Before long Calum had built a lead of four laps over the second placed car, then disaster struck and the Ford Sigma engine blew a hole in the bottom of its block. Pink Percy’s race was over. Half an hour later as we all sat in the paddock, and emotions had subsided a little Callum suddenly exclaimed, “we’re still tenth!”, we all cheered up some more. Then a second team photograph was taken. Seldom, if ever, has a team photo been taken with all the team and car whilst still in 14th place.
There were still over two hours of racing to go before the checkered flag. I am happy to report that the Royal Navy took a class win against the RAF and Royal Engineers (representing the Army but not actually allowed to call themselves an Army team over some strange branding decision).

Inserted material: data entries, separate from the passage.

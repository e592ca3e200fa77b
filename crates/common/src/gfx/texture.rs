use std::path::Path;

use image::ImageFormat;

use super::device::{DeviceError, GraphicsDevice};

#[derive(Debug, thiserror::Error)]
pub enum TextureError {
    #[error("could not read texture {path}: {source}")]
    Io {
        path: String,
        #[source]
        source: std::io::Error,
    },
    #[error("could not decode PNG: {0}")]
    Decode(#[from] image::ImageError),
    #[error(transparent)]
    Device(#[from] DeviceError),
}

/// Tightly packed RGBA8 pixels, first row at the bottom of the image.
#[derive(Debug, Clone, PartialEq, Eq)]
pub struct TextureData {
    pub width: u32,
    pub height: u32,
    pub pixels: Vec<u8>,
}

impl TextureData {
    /// Decodes a PNG and flips it vertically so that `v = 0` samples the
    /// bottom row, which is what the OBJ texture coordinates expect.
    pub fn decode_png(bytes: &[u8]) -> Result<Self, TextureError> {
        let mut image = image::load_from_memory_with_format(bytes, ImageFormat::Png)?.to_rgba8();
        image::imageops::flip_vertical_in_place(&mut image);

        let (width, height) = image.dimensions();
        Ok(Self {
            width,
            height,
            pixels: image.into_raw(),
        })
    }

    pub fn load_png(path: impl AsRef<Path>) -> Result<Self, TextureError> {
        let path = path.as_ref();
        let bytes = std::fs::read(path).map_err(|source| TextureError::Io {
            path: path.display().to_string(),
            source,
        })?;
        let data = Self::decode_png(&bytes)?;
        log::info!("Loaded texture {}: {}x{}", path.display(), data.width, data.height);
        Ok(data)
    }

    pub fn row_pitch(&self) -> u32 {
        self.width * 4
    }
}

/// A sampled 2D texture living on the device.
pub struct Texture<D: GraphicsDevice> {
    handle: D::Texture,
    width: u32,
    height: u32,
}

impl<D: GraphicsDevice> Clone for Texture<D> {
    fn clone(&self) -> Self {
        Self {
            handle: self.handle.clone(),
            width: self.width,
            height: self.height,
        }
    }
}

impl<D: GraphicsDevice> Texture<D> {
    pub fn new(device: &D, data: &TextureData) -> Result<Self, TextureError> {
        let handle = device.create_texture(data)?;
        Ok(Self {
            handle,
            width: data.width,
            height: data.height,
        })
    }

    pub fn handle(&self) -> &D::Texture {
        &self.handle
    }

    pub fn size(&self) -> (u32, u32) {
        (self.width, self.height)
    }
}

Results don’t matter at Race of Remembrance, it is all about being there, being among friends and remembering. There is no other event like it. There is nothing quite like standing on the highest point if the circuit, watching the cars go round and round a wonderfully technical track along with the views of the mountains and the sea. Morgan were not there this year, but no matter. They will be there again next year, “yes, one hundred percent!”. I’ll be there and I hope to see many of you too.